What is required: Return the lines beginning at the one that contains "pub fn tool(tool: impl" and continuing to the end of the entries, including both ends, exactly as written and nothing else.

= = =

//! Layered error definitions
//!
//! Categorized by source: config / state / stage / sink / general

use std::time::Duration;

use thiserror::Error;

use crate::StageId;

/// Unified error type
#[derive(Debug, Error)]
pub enum ContractError {
    // ===== Configuration Errors =====
    /// Configuration parse error
    #[error("config parse error: {message}")]
    ConfigParse {
        message: String,
        #[source]
        source: Option<Box<dyn std::error::Error + Send + Sync>>,
    },

    /// Configuration validation error
    #[error("config validation error at '{field}': {message}")]
    ConfigValidation { field: String, message: String },

    // ===== State Errors =====
    /// Operation requested in a state that forbids it
    #[error("cannot {operation}: {reason}")]
    InvalidState { operation: String, reason: String },

    // ===== Stage Errors =====
    /// Stage tool reported failure
    #[error("stage '{stage}' failed: {message}")]
    StageFailure { stage: StageId, message: String },

    /// Run was cancelled while this stage was active
    #[error("stage '{stage}' cancelled")]
    Cancelled { stage: StageId },

    /// Stage exceeded its deadline
    #[error("stage '{stage}' timed out after {limit:?}")]
    Timeout { stage: StageId, limit: Duration },

    /// Tool adapter error (process spawn, protocol, ...)
    #[error("tool '{tool}' error: {message}")]
    Tool { tool: String, message: String },

    // ===== Sink Errors =====
    /// Event sink write failure
    #[error("sink '{sink}' write error: {message}")]
    SinkWrite { sink: String, message: String },

    // ===== General Errors =====
    /// IO error
    #[error("io error: {0}")]
    Io(#[from] std::io::Error),

    /// Other error
    #[error("{0}")]
    Other(String),
}

impl ContractError {
    /// Create configuration parse error
    pub fn config_parse(message: impl Into<String>) -> Self {
        Self::ConfigParse {
            message: message.into(),
            source: None,
        }
    }

    /// Create configuration validation error
    pub fn config_validation(field: impl Into<String>, message: impl Into<String>) -> Self {
        Self::ConfigValidation {
            field: field.into(),
            message: message.into(),
        }
    }

    /// Create invalid state error
    pub fn invalid_state(operation: impl Into<String>, reason: impl Into<String>) -> Self {
        Self::InvalidState {
            operation: operation.into(),
            reason: reason.into(),
        }
    }

    /// Create stage failure error
    pub fn stage_failure(stage: StageId, message: impl Into<String>) -> Self {
        Self::StageFailure {
            stage,
            message: message.into(),
        }
    }

    /// Create tool error
    pub fn tool(tool: impl Into<String>, message: impl Into<String>) -> Self {
        Self::Tool {
            tool: tool.into(),
            message: message.into(),
        }
    }

    /// Create sink write error
    pub fn sink_write(sink: impl Into<String>, message: impl Into<String>) -> Self {
        Self::SinkWrite {
            sink: sink.into(),
            message: message.into(),
        }
    }

    /// True for a cooperative cancellation
    pub fn is_cancelled(&self) -> bool {
        matches!(self, Self::Cancelled { .. })
    }

    /// Text recorded as the failed stage's `detail`.
    ///
    /// Tool failures keep the tool's own message verbatim; cancellation is
    /// always `"cancelled"` so callers can tell it apart from real errors.
    pub fn stage_detail(&self) -> String {
        match self {
            Self::Cancelled { .. } => "cancelled".to_string(),
            Self::StageFailure { message, .. } | Self::Tool { message, .. } => message.clone(),
            Self::Timeout { limit, .. } => format!("timed out after {limit:?}"),
            other => other.to_string(),
        }
    }
}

= = =

Reply:
    pub fn tool(tool: impl Into<String>, message: impl Into<String>) -> Self {
        Self::Tool {
            tool: tool.into(),
            message: message.into(),
        }
    }

    /// Create sink write error
    pub fn sink_write(sink: impl Into<String>, message: impl Into<String>) -> Self {
        Self::SinkWrite {
            sink: sink.into(),
            message: message.into(),
        }
    }

    /// True for a cooperative cancellation
    pub fn is_cancelled(&self) -> bool {
        matches!(self, Self::Cancelled { .. })
    }

    /// Text recorded as the failed stage's `detail`.
    ///
    /// Tool failures keep the tool's own message verbatim; cancellation is
    /// always `"cancelled"` so callers can tell it apart from real errors.
    pub fn stage_detail(&self) -> String {
        match self {
            Self::Cancelled { .. } => "cancelled".to_string(),
            Self::StageFailure { message, .. } | Self::Tool { message, .. } => message.clone(),
            Self::Timeout { limit, .. } => format!("timed out after {limit:?}"),
            other => other.to_string(),
        }
    }
}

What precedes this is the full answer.